**Available records:**
——
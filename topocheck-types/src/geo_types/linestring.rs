use ::geo_types::Coord;

use crate::contour::{Contour, LineString, Ring};
use crate::error::GeometryError;
use crate::vec::Vector2d;

impl From<&Ring> for ::geo_types::LineString<f64> {
    fn from(value: &Ring) -> Self {
        value
            .iter_points_closing()
            .map(|p| Coord::from(*p))
            .collect()
    }
}

impl From<&LineString> for ::geo_types::LineString<f64> {
    fn from(value: &LineString) -> Self {
        value.iter_points().map(|p| Coord::from(*p)).collect()
    }
}

impl TryFrom<&::geo_types::LineString<f64>> for Ring {
    type Error = GeometryError;

    fn try_from(value: &::geo_types::LineString<f64>) -> Result<Self, Self::Error> {
        Ok(Ring::new(points(value)?))
    }
}

impl TryFrom<&::geo_types::LineString<f64>> for LineString {
    type Error = GeometryError;

    fn try_from(value: &::geo_types::LineString<f64>) -> Result<Self, Self::Error> {
        Ok(LineString::new(points(value)?))
    }
}

fn points(line: &::geo_types::LineString<f64>) -> Result<Vec<Vector2d>, GeometryError> {
    line.coords().map(|c| Vector2d::try_from(*c)).collect()
}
——
**Aim of the exercise:** Set the listing down again in full, exactly as it was given.

**Your response:**
filename topocheck-types/src/geo_types/linestring.rs
use ::geo_types::Coord;

use crate::contour::{Contour, LineString, Ring};
use crate::error::GeometryError;
use crate::vec::Vector2d;

impl From<&Ring> for ::geo_types::LineString<f64> {
    fn from(value: &Ring) -> Self {
        value
            .iter_points_closing()
            .map(|p| Coord::from(*p))
            .collect()
    }
}

impl From<&LineString> for ::geo_types::LineString<f64> {
    fn from(value: &LineString) -> Self {
        value.iter_points().map(|p| Coord::from(*p)).collect()
    }
}

impl TryFrom<&::geo_types::LineString<f64>> for Ring {
    type Error = GeometryError;

    fn try_from(value: &::geo_types::LineString<f64>) -> Result<Self, Self::Error> {
        Ok(Ring::new(points(value)?))
    }
}

impl TryFrom<&::geo_types::LineString<f64>> for LineString {
    type Error = GeometryError;

    fn try_from(value: &::geo_types::LineString<f64>) -> Result<Self, Self::Error> {
        Ok(LineString::new(points(value)?))
    }
}

fn points(line: &::geo_types::LineString<f64>) -> Result<Vec<Vector2d>, GeometryError> {
    line.coords().map(|c| Vector2d::try_from(*c)).collect()
}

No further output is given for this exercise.